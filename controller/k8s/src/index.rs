use crate::{
    reconciler::ReconcileKey, EndpointSlice, ResourceExt, Service, MESH_LABEL_KEY,
    MESH_LABEL_VALUE, SERVICE_NAME_LABEL,
};
use ahash::{AHashMap as HashMap, AHashSet as HashSet};
use parking_lot::RwLock;
use std::sync::Arc;
use tokio::sync::mpsc::UnboundedSender;

pub type SharedIndex = Arc<RwLock<Index>>;

/// Reduces Service and EndpointSlice watch events to reconcile keys.
///
/// The index carries no resource state of its own: the reconciler re-reads
/// the cluster when it handles a key, so all this has to do is decide which
/// events are interesting and name the service they concern.
#[derive(Debug)]
pub struct Index {
    keys: UnboundedSender<ReconcileKey>,
    ignored_namespaces: HashSet<String>,

    /// Maps each observed EndpointSlice to its owning service so a slice
    /// deletion, which only carries the slice's own name, can still be
    /// attributed.
    slice_owners: HashMap<(String, String), String>,
}

impl Index {
    pub fn shared(
        keys: UnboundedSender<ReconcileKey>,
        ignored_namespaces: impl IntoIterator<Item = String>,
    ) -> SharedIndex {
        let mut ignored: HashSet<String> = ignored_namespaces.into_iter().collect();
        ignored.insert("kube-system".to_string());
        Arc::new(RwLock::new(Self {
            keys,
            ignored_namespaces: ignored,
            slice_owners: HashMap::new(),
        }))
    }

    fn enqueue(&self, name: String, namespace: String) {
        if self.keys.send(ReconcileKey { name, namespace }).is_err() {
            tracing::error!("reconciler has shut down; dropping key");
        }
    }

    fn ignores(&self, namespace: &str, name: &str) -> bool {
        if self.ignored_namespaces.contains(namespace) {
            return true;
        }
        // The cluster's own API service is never a mesh member.
        namespace == "default" && name == "kubernetes"
    }
}

impl kubert::index::IndexNamespacedResource<Service> for Index {
    fn apply(&mut self, svc: Service) {
        let name = svc.name_unchecked();
        let namespace = svc.namespace().expect("Service must have a namespace");

        if self.ignores(&namespace, &name) {
            return;
        }
        if svc.labels().get(MESH_LABEL_KEY).map(String::as_str) == Some(MESH_LABEL_VALUE) {
            tracing::debug!(%name, %namespace, "skipping mesh component");
            return;
        }

        tracing::debug!(%name, %namespace, "indexing service");
        self.enqueue(name, namespace);
    }

    fn delete(&mut self, namespace: String, name: String) {
        if self.ignores(&namespace, &name) {
            return;
        }
        tracing::debug!(%name, %namespace, "service deleted");
        self.enqueue(name, namespace);
    }
}

impl kubert::index::IndexNamespacedResource<EndpointSlice> for Index {
    fn apply(&mut self, slice: EndpointSlice) {
        let slice_name = slice.name_unchecked();
        let namespace = slice
            .namespace()
            .expect("EndpointSlice must have a namespace");
        if self.ignored_namespaces.contains(&namespace) {
            return;
        }

        let service = match slice.labels().get(SERVICE_NAME_LABEL) {
            Some(service) => service.clone(),
            None => {
                tracing::debug!(%slice_name, %namespace, "endpoint slice has no owning service");
                return;
            }
        };
        if self.ignores(&namespace, &service) {
            return;
        }

        tracing::debug!(%slice_name, %namespace, %service, "indexing endpoint slice");
        self.slice_owners
            .insert((namespace.clone(), slice_name), service.clone());
        self.enqueue(service, namespace);
    }

    fn delete(&mut self, namespace: String, name: String) {
        if let Some(service) = self.slice_owners.remove(&(namespace.clone(), name)) {
            if !self.ignores(&namespace, &service) {
                self.enqueue(service, namespace);
            }
        }
    }
}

Required work> Print the listing above from its first line through the line with "fn enqueue(&self, name: String, namespace: String)", and stop there.

Exercise result>
filename controller/k8s/src/index.rs
use crate::{
    reconciler::ReconcileKey, EndpointSlice, ResourceExt, Service, MESH_LABEL_KEY,
    MESH_LABEL_VALUE, SERVICE_NAME_LABEL,
};
use ahash::{AHashMap as HashMap, AHashSet as HashSet};
use parking_lot::RwLock;
use std::sync::Arc;
use tokio::sync::mpsc::UnboundedSender;

pub type SharedIndex = Arc<RwLock<Index>>;

/// Reduces Service and EndpointSlice watch events to reconcile keys.
///
/// The index carries no resource state of its own: the reconciler re-reads
/// the cluster when it handles a key, so all this has to do is decide which
/// events are interesting and name the service they concern.
#[derive(Debug)]
pub struct Index {
    keys: UnboundedSender<ReconcileKey>,
    ignored_namespaces: HashSet<String>,

    /// Maps each observed EndpointSlice to its owning service so a slice
    /// deletion, which only carries the slice's own name, can still be
    /// attributed.
    slice_owners: HashMap<(String, String), String>,
}

impl Index {
    pub fn shared(
        keys: UnboundedSender<ReconcileKey>,
        ignored_namespaces: impl IntoIterator<Item = String>,
    ) -> SharedIndex {
        let mut ignored: HashSet<String> = ignored_namespaces.into_iter().collect();
        ignored.insert("kube-system".to_string());
        Arc::new(RwLock::new(Self {
            keys,
            ignored_namespaces: ignored,
            slice_owners: HashMap::new(),
        }))
    }

    fn enqueue(&self, name: String, namespace: String) {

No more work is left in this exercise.